Lentz was sentenced to life imprisonment after the jury declined to impose the death penalty, but immediately appealed both convictions.
The calendar was previously ruled inadmissible by Judge Lee.
Mellin refused to explain to the court how the evidence got inside the jury room and at one point insisted the Judge had no authority to investigate him, nor "accuse him of misconduct in the first place".

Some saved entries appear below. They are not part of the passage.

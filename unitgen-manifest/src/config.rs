//! Schema of `unitgen.toml`.

use std::path::PathBuf;

use serde::Deserialize;

use crate::Language;

/// Root schema for unitgen.toml. Every section is optional.
#[derive(Debug, Clone, Default, PartialEq, Eq, Deserialize)]
#[serde(deny_unknown_fields)]
pub struct Config {
    #[serde(default)]
    pub project: ProjectConfig,
    #[serde(default)]
    pub output: OutputConfig,
    #[serde(default)]
    pub registration: RegistrationConfig,
    #[serde(default)]
    pub packages: PackagesConfig,
}

/// `[project]`
#[derive(Debug, Clone, PartialEq, Eq, Deserialize)]
#[serde(deny_unknown_fields)]
pub struct ProjectConfig {
    /// Project base directory, relative to the config file.
    #[serde(default = "default_base_dir")]
    pub base_dir: PathBuf,
    /// Selects the renderers and the conventional persistent root `src/main/<language>`.
    #[serde(default)]
    pub language: Language,
}

impl Default for ProjectConfig {
    fn default() -> Self {
        Self {
            base_dir: default_base_dir(),
            language: Language::default(),
        }
    }
}

/// `[output]`
#[derive(Debug, Clone, PartialEq, Eq, Deserialize)]
#[serde(deny_unknown_fields)]
pub struct OutputConfig {
    /// Regenerated root. Cleared by the build, never hand-edited.
    #[serde(default = "default_generated")]
    pub generated: PathBuf,
    /// Persistent root for hand-maintained units.
    #[serde(default)]
    pub persistent: Option<PathBuf>,
    /// Resource root receiving `META-INF/services`.
    #[serde(default = "default_resources")]
    pub resources: PathBuf,
}

impl Default for OutputConfig {
    fn default() -> Self {
        Self {
            generated: default_generated(),
            persistent: None,
            resources: default_resources(),
        }
    }
}

/// `[registration]`
#[derive(Debug, Clone, Default, PartialEq, Eq, Deserialize)]
#[serde(deny_unknown_fields)]
pub struct RegistrationConfig {
    /// Service contract name; the generator's default when absent.
    pub service: Option<String>,
}

/// `[packages]`
#[derive(Debug, Clone, Default, PartialEq, Eq, Deserialize)]
#[serde(deny_unknown_fields)]
pub struct PackagesConfig {
    /// Prefix of namespace-derived packages; the generator's default when absent.
    pub base: Option<String>,
}

fn default_base_dir() -> PathBuf {
    PathBuf::from(".")
}

fn default_generated() -> PathBuf {
    PathBuf::from("target/generated-sources/unitgen")
}

fn default_resources() -> PathBuf {
    PathBuf::from("target/generated-resources/unitgen")
}
//! Loading the binding model written by the schema translator.

use std::path::Path;

use unitgen_ir::BindingModel;

use crate::{Error, Result, error::SourceContext};

/// Read and parse a binding model JSON file.
pub fn load_model(path: impl AsRef<Path>) -> Result<BindingModel> {
    let path = path.as_ref();
    let content = std::fs::read_to_string(path).map_err(|e| Error::io(path, e))?;
    parse_model(&content, path)
}

/// Parse a binding model, reporting errors against `path`.
pub fn parse_model(content: &str, path: impl AsRef<Path>) -> Result<BindingModel> {
    let path = path.as_ref();
    let ctx = SourceContext::new(content, path.display().to_string());
    serde_json::from_str(content).map_err(|e| ctx.model_error(path, e))
}

#[cfg(test)]
mod tests {
    use std::fs;

    use tempfile::TempDir;
    use unitgen_ir::TypeKind;

    use super::*;

    const MODEL: &str = r#"{
  "context": {
    "modules": [
      { "name": "net", "namespace": "urn:net", "revision": "2024-01-15" }
    ]
  },
  "types": [
    { "package_name": "a.b", "name": "Foo", "kind": "interface" },
    { "package_name": "a.b", "name": "FooBuilder", "kind": "transfer-object", "union_builder": true }
  ]
}"#;

    #[test]
    fn test_load_model() {
        let temp = TempDir::new().unwrap();
        let path = temp.path().join("model.json");
        fs::write(&path, MODEL).unwrap();

        let model = load_model(&path).unwrap();
        assert_eq!(model.types.len(), 2);
        assert_eq!(model.types[0].kind, TypeKind::Interface);
        assert!(model.types[1].is_union_builder());
        assert_eq!(model.context.len(), 1);
        assert!(model.modules.is_none());
    }

    #[test]
    fn test_invalid_model_has_span() {
        let err = parse_model("{\n  \"types\": 1\n}", "model.json").unwrap_err();
        match *err {
            Error::Model { ref path, span, .. } => {
                assert_eq!(path, Path::new("model.json"));
                assert!(span.is_some());
            }
            other => panic!("unexpected error: {other:?}"),
        }
    }

    #[test]
    fn test_missing_model_is_io_error() {
        let err = load_model("/nonexistent/model.json").unwrap_err();
        assert!(matches!(*err, Error::Io { .. }));
    }
}
//! Fatal generation errors.
//!
//! Anything here aborts the whole run. Per-file I/O problems are not errors;
//! they are recorded in [`Emission::failed`](crate::Emission::failed).

use std::{io, path::PathBuf};

use unitgen_core::PackageError;

/// Result type for generation runs.
pub type Result<T> = std::result::Result<T, Error>;

#[derive(Debug, thiserror::Error)]
pub enum Error {
    /// A renderer produced no text for a unit it accepted.
    #[error("generator '{generator}' produced empty source for '{unit}'")]
    EmptySource { generator: String, unit: String },

    /// A type or module maps to a package that cannot become a directory.
    #[error("invalid package for '{unit}'")]
    InvalidPackage {
        unit: String,
        #[source]
        source: PackageError,
    },

    /// A selected module is not part of the schema context.
    #[error("module '{name}' is not part of the schema context")]
    UnknownModule { name: String },

    /// The regenerated root cannot be cleared without losing other files.
    #[error("refusing to clear '{}': it contains the {contains} '{}'", .path.display(), .other.display())]
    UnsafeOutputDir {
        path: PathBuf,
        contains: &'static str,
        other: PathBuf,
    },

    /// The regenerated root could not be resolved or cleared.
    #[error("could not clear output directory '{}'", .path.display())]
    ClearOutput {
        path: PathBuf,
        #[source]
        source: io::Error,
    },
}

impl Error {
    pub fn empty_source(generator: impl Into<String>, unit: impl Into<String>) -> Self {
        Error::EmptySource {
            generator: generator.into(),
            unit: unit.into(),
        }
    }

    pub fn clear_output(path: impl Into<PathBuf>, source: io::Error) -> Self {
        Error::ClearOutput {
            path: path.into(),
            source,
        }
    }

    pub fn invalid_package(unit: impl Into<String>, source: PackageError) -> Self {
        Error::InvalidPackage {
            unit: unit.into(),
            source,
        }
    }
}
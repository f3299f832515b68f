//! Type emission into the regenerated and persistent source trees.

use std::path::{Path, PathBuf};

use tracing::{debug, info};
use unitgen_core::{Overwrite, package_to_directory};
use unitgen_ir::TypeDescriptor;

use crate::{
    Capabilities, Emission, Error, GeneratorCapability, Mode, Result, outcome::Sink,
};

/// Which of the two output trees a unit belongs to.
#[derive(Debug, Clone, Copy, PartialEq, Eq)]
pub enum OutputRoot {
    /// Rewritten on every run. Existing files signal a naming conflict.
    Regenerated,
    /// Hand-maintained. Files are created once and never touched again.
    Persistent,
}

impl OutputRoot {
    /// Route a type: union builders are persisted, everything else regenerated.
    pub fn for_type(ty: &TypeDescriptor) -> Self {
        if ty.is_union_builder() {
            OutputRoot::Persistent
        } else {
            OutputRoot::Regenerated
        }
    }

    /// Existence policy applied to files under this root.
    pub fn overwrite(&self) -> Overwrite {
        match self {
            OutputRoot::Regenerated => Overwrite::Never,
            OutputRoot::Persistent => Overwrite::IfMissing,
        }
    }
}

/// Emits one file per (type, accepting capability) pair.
pub struct FileEmitter {
    capabilities: Capabilities,
    extension: String,
}

impl FileEmitter {
    /// Create an emitter writing files with the given extension (without dot).
    pub fn new(capabilities: Capabilities, extension: impl Into<String>) -> Self {
        Self {
            capabilities,
            extension: extension.into(),
        }
    }

    pub fn capabilities(&self) -> &Capabilities {
        &self.capabilities
    }

    pub fn extension(&self) -> &str {
        &self.extension
    }

    /// Write every accepted unit and return what happened to each.
    ///
    /// Empty rendered source or an unusable package name aborts the run.
    /// Existing files and per-file I/O failures do not.
    pub fn emit(
        &self,
        types: &[TypeDescriptor],
        regenerated: &Path,
        persistent: &Path,
    ) -> Result<Emission> {
        self.run(types, regenerated, persistent, Mode::Write)
    }

    /// Make every decision [`emit`](Self::emit) would make without writing.
    pub fn plan(
        &self,
        types: &[TypeDescriptor],
        regenerated: &Path,
        persistent: &Path,
    ) -> Result<Emission> {
        self.run(types, regenerated, persistent, Mode::Plan)
    }

    fn run(
        &self,
        types: &[TypeDescriptor],
        regenerated: &Path,
        persistent: &Path,
        mode: Mode,
    ) -> Result<Emission> {
        let mut sink = Sink::new(mode);
        self.emit_into(&mut sink, types, regenerated, persistent)?;
        Ok(sink.finish())
    }

    /// Emit through a sink that may already hold claims from another pass.
    pub(crate) fn emit_into(
        &self,
        sink: &mut Sink,
        types: &[TypeDescriptor],
        regenerated: &Path,
        persistent: &Path,
    ) -> Result<()> {
        for ty in types {
            for capability in self.capabilities.accepting(ty) {
                let root = OutputRoot::for_type(ty);
                let base = match root {
                    OutputRoot::Regenerated => regenerated,
                    OutputRoot::Persistent => persistent,
                };
                self.emit_unit(sink, ty, capability, base, root)?;
            }
        }

        let emission = sink.emission();
        info!(
            written = emission.written.len(),
            persisted = emission.persisted.len(),
            conflicts = emission.conflicts.len(),
            failed = emission.failed.len(),
            "type emission finished"
        );
        Ok(())
    }

    fn emit_unit(
        &self,
        sink: &mut Sink,
        ty: &TypeDescriptor,
        capability: &dyn GeneratorCapability,
        base: &Path,
        root: OutputRoot,
    ) -> Result<()> {
        let unit = ty.fully_qualified_name();
        let path = self.unit_path(base, ty, capability)?;

        let Some(path) = sink.claim(&unit, &path, root.overwrite()) else {
            return Ok(());
        };

        debug!(unit = %unit, generator = capability.name(), ?root, "rendering unit");
        let source = capability.generate(ty);
        if source.is_empty() {
            return Err(Error::empty_source(capability.name(), unit));
        }

        sink.write(&unit, path, &source);
        Ok(())
    }

    /// `base/<package as path>/<unit name>.<extension>`
    pub fn unit_path(
        &self,
        base: &Path,
        ty: &TypeDescriptor,
        capability: &dyn GeneratorCapability,
    ) -> Result<PathBuf> {
        let package_dir = package_to_directory(base, &ty.package_name)
            .map_err(|source| Error::invalid_package(ty.fully_qualified_name(), source))?;
        Ok(package_dir.join(format!("{}.{}", capability.unit_name(ty), self.extension)))
    }
}
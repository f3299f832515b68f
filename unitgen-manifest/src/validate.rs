//! Post-parse validation of `unitgen.toml`.

use miette::SourceSpan;
use unitgen_core::validate_package_name;

use crate::{Config, Result, error::SourceContext};

/// Validate a parsed config against its source.
pub(crate) fn validate_config(config: &Config, ctx: &SourceContext) -> Result<()> {
    if let Some(service) = &config.registration.service {
        validate_dotted_name(ctx, "registration.service", "service name", service)?;
    }
    if let Some(base) = &config.packages.base {
        validate_dotted_name(ctx, "packages.base", "base package", base)?;
    }
    if config.output.generated.as_os_str().is_empty() {
        return Err(ctx.validation_error(
            "output.generated must not be empty",
            find_key_span(ctx.src(), "generated"),
        ));
    }
    Ok(())
}

fn validate_dotted_name(ctx: &SourceContext, key: &str, field: &str, value: &str) -> Result<()> {
    validate_package_name(value).map_err(|e| {
        let span = find_value_span(ctx.src(), value)
            .or_else(|| find_key_span(ctx.src(), key.rsplit('.').next().unwrap_or(key)));
        ctx.invalid_package_error(field, value, e.to_string(), span)
    })
}

/// Find the span of a quoted string value, quotes excluded.
pub(crate) fn find_value_span(src: &str, value: &str) -> Option<SourceSpan> {
    if value.is_empty() {
        return None;
    }
    for quote in ['"', '\''] {
        let pattern = format!("{quote}{value}{quote}");
        if let Some(pos) = src.find(&pattern) {
            return Some(SourceSpan::from((pos + 1, value.len())));
        }
    }
    None
}

/// Find the span of a `key =` assignment's key.
pub(crate) fn find_key_span(src: &str, key: &str) -> Option<SourceSpan> {
    let mut offset = 0;
    for line in src.split_inclusive('\n') {
        let trimmed = line.trim_start();
        let assigned = trimmed
            .strip_prefix(key)
            .is_some_and(|rest| rest.trim_start().starts_with('='));
        if assigned {
            let start = offset + (line.len() - trimmed.len());
            return Some(SourceSpan::from((start, key.len())));
        }
        offset += line.len();
    }
    None
}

The Judge tossed aside Lentz' kidnapping conviction and declared the initial murder trial void, stating Mellin, the lead prosecutor in the case, had intentionally put the calendar in the evidence box that had gone to the jury.
Judge Lee ruled:
"The Court concludes that Mr. Mellin's testimony indicates much more than a lack of credibility, rather it demonstrates his intent to act outside the Orders of this Court and the confines of the law. In sum, the Court finds that Mr. Mellin's actions with the calenders suggest his conduct was not a benign act or negligent error. Rather this action was reckless, and it was intentional",
In 2008, the Court of Appeal issued a ruling acknowledging prosecutorial misconduct played a major role in the Judge's decision to dismiss the original guilty verdicts of 2003, despite an earlier appellate court ruling that rejected the finding with respect to Mellin.
Steven D Mellin is currently employed in the Department of Justice' Capital Case' Section.
His duties include advising the Attorney General on why a defendant should be subject to Capital punishment, acting as co-government counsel in Federal death penalty trials, and the preparation of evidence shown to a jury should the penalty phase of a Capital trial be reached.